Records from a collection:

################

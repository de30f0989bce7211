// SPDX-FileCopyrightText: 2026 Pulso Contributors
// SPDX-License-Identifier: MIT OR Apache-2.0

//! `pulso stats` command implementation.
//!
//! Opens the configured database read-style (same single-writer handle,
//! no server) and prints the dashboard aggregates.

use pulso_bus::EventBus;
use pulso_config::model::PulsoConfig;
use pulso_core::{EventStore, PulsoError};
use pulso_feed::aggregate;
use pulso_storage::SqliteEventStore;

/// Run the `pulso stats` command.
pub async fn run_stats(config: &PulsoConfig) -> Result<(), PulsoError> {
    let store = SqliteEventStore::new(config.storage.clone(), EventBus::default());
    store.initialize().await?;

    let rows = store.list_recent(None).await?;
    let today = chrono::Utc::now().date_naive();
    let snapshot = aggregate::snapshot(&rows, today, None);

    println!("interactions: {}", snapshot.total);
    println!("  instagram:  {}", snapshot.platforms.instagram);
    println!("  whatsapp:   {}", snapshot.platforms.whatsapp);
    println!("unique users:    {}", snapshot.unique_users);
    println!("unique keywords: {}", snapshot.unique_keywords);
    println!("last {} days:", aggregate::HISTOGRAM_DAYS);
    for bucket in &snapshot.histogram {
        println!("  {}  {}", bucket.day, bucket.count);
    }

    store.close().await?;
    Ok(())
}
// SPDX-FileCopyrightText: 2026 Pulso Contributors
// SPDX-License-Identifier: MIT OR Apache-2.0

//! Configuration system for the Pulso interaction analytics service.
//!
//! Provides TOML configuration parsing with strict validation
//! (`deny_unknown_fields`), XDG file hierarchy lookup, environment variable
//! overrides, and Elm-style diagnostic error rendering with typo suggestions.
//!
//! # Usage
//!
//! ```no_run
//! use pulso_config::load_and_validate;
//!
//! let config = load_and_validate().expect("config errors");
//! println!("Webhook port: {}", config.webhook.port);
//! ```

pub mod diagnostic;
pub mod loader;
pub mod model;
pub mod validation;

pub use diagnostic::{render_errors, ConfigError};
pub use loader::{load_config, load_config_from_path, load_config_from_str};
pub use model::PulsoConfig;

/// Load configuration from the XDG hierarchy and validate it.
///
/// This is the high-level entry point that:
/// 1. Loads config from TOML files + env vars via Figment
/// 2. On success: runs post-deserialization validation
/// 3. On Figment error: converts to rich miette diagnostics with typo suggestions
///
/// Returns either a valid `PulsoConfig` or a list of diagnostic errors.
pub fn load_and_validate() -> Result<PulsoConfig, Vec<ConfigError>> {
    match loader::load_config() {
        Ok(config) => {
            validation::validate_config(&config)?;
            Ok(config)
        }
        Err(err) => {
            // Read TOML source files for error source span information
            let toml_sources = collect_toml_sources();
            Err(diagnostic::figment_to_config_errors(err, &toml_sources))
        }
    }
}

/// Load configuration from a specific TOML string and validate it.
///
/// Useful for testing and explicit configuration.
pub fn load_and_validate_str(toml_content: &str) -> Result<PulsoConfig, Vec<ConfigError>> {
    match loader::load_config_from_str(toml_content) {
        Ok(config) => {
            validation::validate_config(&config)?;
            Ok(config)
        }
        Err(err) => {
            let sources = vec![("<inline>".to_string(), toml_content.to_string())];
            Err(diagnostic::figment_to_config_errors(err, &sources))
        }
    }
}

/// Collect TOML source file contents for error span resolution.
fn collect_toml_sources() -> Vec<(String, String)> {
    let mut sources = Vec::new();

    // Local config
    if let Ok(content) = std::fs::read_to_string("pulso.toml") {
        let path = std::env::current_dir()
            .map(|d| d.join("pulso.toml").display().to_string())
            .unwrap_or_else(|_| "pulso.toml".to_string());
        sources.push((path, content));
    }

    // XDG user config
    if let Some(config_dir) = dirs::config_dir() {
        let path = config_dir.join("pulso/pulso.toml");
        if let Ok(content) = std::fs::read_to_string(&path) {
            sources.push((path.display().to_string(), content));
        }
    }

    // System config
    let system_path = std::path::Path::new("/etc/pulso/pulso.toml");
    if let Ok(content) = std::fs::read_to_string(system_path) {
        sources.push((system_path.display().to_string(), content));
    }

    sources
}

################

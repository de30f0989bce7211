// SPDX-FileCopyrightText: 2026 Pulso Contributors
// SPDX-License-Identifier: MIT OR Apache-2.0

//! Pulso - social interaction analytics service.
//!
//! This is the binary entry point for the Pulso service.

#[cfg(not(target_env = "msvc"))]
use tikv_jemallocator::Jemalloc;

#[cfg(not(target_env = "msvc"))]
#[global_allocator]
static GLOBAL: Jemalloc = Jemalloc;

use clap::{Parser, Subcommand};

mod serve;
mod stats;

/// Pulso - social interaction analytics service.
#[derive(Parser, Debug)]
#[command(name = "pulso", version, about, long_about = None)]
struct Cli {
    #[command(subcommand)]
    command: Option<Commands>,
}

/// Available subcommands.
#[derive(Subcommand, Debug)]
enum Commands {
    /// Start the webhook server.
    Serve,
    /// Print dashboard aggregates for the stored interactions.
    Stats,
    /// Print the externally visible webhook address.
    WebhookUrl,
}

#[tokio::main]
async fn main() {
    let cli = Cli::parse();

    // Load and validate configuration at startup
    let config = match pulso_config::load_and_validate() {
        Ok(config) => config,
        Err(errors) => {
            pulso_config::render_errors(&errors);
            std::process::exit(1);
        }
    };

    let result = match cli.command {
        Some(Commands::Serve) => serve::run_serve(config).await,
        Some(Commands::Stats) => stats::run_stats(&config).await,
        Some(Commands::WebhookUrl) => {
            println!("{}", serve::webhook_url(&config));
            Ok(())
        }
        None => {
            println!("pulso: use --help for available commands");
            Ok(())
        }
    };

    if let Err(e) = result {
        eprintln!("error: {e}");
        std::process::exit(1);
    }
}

################

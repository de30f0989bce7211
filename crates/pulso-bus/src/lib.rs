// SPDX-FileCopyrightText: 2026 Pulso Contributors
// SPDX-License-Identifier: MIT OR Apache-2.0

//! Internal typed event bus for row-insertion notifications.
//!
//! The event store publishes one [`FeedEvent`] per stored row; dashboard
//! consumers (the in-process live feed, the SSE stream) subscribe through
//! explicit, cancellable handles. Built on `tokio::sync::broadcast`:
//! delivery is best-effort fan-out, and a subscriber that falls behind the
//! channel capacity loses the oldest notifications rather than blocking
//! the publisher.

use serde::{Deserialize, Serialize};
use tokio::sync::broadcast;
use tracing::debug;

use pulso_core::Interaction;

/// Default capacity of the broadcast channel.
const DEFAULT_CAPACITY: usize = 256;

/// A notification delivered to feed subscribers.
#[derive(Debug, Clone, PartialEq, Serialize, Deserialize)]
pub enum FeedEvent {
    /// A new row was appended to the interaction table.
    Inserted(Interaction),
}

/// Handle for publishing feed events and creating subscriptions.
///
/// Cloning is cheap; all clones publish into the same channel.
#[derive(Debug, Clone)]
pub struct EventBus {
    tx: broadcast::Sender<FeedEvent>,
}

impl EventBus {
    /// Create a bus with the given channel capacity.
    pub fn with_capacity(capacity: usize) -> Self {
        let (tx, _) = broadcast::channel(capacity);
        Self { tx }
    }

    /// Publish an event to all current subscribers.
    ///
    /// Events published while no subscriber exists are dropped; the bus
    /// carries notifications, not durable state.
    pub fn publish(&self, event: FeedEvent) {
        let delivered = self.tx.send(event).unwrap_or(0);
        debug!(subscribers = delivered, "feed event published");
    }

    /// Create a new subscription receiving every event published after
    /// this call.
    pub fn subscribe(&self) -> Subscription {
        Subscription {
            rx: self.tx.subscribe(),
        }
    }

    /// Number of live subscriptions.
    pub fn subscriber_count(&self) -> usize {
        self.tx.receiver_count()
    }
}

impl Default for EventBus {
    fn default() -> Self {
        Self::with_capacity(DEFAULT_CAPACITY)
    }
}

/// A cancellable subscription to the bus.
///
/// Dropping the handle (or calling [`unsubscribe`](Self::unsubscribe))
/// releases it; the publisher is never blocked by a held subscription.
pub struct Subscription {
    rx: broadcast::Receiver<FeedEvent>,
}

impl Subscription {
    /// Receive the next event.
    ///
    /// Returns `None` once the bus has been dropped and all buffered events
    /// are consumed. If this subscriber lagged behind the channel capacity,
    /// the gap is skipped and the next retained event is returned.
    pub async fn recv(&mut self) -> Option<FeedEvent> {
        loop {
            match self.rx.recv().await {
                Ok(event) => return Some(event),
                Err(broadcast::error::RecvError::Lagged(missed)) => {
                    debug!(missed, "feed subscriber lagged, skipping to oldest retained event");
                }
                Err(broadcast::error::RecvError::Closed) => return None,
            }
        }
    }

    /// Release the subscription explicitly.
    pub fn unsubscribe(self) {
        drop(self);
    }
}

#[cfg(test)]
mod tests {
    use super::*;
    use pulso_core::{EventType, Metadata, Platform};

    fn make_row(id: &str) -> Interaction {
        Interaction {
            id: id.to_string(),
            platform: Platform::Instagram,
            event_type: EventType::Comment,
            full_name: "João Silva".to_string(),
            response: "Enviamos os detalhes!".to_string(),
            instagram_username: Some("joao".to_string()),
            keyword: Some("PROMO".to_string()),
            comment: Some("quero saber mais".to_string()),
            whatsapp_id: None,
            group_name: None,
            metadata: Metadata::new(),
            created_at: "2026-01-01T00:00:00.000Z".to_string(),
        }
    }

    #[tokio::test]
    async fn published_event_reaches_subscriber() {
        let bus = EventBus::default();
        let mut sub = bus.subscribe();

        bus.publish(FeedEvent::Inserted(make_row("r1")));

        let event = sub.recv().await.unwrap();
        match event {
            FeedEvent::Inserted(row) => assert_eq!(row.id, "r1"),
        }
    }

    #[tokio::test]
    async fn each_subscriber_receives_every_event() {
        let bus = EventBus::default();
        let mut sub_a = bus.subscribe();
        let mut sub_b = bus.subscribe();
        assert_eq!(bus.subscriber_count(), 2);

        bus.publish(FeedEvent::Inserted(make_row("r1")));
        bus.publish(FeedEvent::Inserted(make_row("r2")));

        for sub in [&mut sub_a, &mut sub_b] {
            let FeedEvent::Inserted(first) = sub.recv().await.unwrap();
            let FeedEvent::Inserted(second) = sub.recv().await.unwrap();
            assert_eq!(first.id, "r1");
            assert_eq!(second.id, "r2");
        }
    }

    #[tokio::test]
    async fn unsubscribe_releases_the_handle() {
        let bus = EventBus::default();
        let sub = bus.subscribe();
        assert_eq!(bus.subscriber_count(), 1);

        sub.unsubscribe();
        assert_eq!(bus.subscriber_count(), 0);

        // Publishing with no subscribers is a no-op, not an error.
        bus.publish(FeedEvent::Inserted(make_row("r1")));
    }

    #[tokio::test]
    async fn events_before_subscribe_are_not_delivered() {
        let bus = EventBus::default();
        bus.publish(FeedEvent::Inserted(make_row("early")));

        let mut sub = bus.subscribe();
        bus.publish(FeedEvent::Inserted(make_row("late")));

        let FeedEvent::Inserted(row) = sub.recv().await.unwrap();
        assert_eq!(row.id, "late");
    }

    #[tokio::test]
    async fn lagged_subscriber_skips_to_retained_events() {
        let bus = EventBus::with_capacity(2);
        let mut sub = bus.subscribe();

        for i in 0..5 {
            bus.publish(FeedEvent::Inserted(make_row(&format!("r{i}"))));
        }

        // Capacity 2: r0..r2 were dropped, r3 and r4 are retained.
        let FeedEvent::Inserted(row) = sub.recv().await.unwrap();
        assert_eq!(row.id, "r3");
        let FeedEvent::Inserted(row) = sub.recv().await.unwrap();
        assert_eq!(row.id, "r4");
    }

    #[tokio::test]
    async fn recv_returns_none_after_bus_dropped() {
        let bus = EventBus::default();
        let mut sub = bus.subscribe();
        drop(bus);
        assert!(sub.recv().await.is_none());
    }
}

################

Return each line from the records that includes the word "Some".

Exercise solution:
    if let Some(config_dir) = dirs::config_dir() {
        Some(Commands::Serve) => serve::run_serve(config).await,
        Some(Commands::Stats) => stats::run_stats(&config).await,
        Some(Commands::WebhookUrl) => {
                Ok(event) => return Some(event),
            instagram_username: Some("joao".to_string()),
            keyword: Some("PROMO".to_string()),
            comment: Some("quero saber mais".to_string()),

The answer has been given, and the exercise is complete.